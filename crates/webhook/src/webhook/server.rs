use std::{future::Future, net::SocketAddr, sync::Arc};

use axum::{
    extract::DefaultBodyLimit,
    routing::{get, post},
    Router,
};
use eyre::WrapErr;
use hw_common::config::WebhookConfig;
use tokio::net::TcpListener;
use tower::ServiceBuilder;
use tower_http::{limit::RequestBodyLimitLayer, trace::TraceLayer};
use tracing::info;

use super::{
    handlers::{check_config, handle_webhook, logs_json, metrics, root},
    state::AppState,
};
use crate::infrastructure::MAX_REQUEST_SIZE;

/// Create the Axum router with all routes and middleware
pub fn create_router(state: AppState) -> Router {
    Router::new()
        .route("/", get(root))
        .route("/check-config", get(check_config))
        .route("/logs.json", get(logs_json))
        .route("/metrics", get(metrics))
        .route("/webhook", post(handle_webhook))
        // The byte limit below replaces axum's 2 MiB default for `Bytes`
        .layer(DefaultBodyLimit::disable())
        .layer(
            ServiceBuilder::new()
                .layer(RequestBodyLimitLayer::new(MAX_REQUEST_SIZE))
                .layer(TraceLayer::new_for_http()),
        )
        .with_state(state)
}

/// Serve on an already bound listener until `shutdown` resolves
pub async fn serve(
    listener: TcpListener,
    state: AppState,
    shutdown: impl Future<Output = ()> + Send + 'static,
) -> eyre::Result<()> {
    let app = create_router(state);
    axum::serve(listener, app)
        .with_graceful_shutdown(shutdown)
        .await
        .wrap_err("Webhook server failed")
}

/// Start the webhook server
pub async fn start_webhook_server(
    config: WebhookConfig,
    shutdown: impl Future<Output = ()> + Send + 'static,
) -> eyre::Result<()> {
    let addr = SocketAddr::from(([0, 0, 0, 0], config.port));
    let state = AppState::from_config(Arc::new(config)).await?;

    let listener =
        TcpListener::bind(addr).await.wrap_err_with(|| format!("Failed to bind {addr}"))?;
    info!("Webhook server listening on {}", addr);

    serve(listener, state, shutdown).await?;

    info!("Webhook server stopped");
    Ok(())
}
________________
INSTRUCTIONS TO FOLLOW:
Which lines of the listing include the string "WebhookConfig"? Pull them out.

ANSWER SPACE:
use hw_common::config::WebhookConfig;
    config: WebhookConfig,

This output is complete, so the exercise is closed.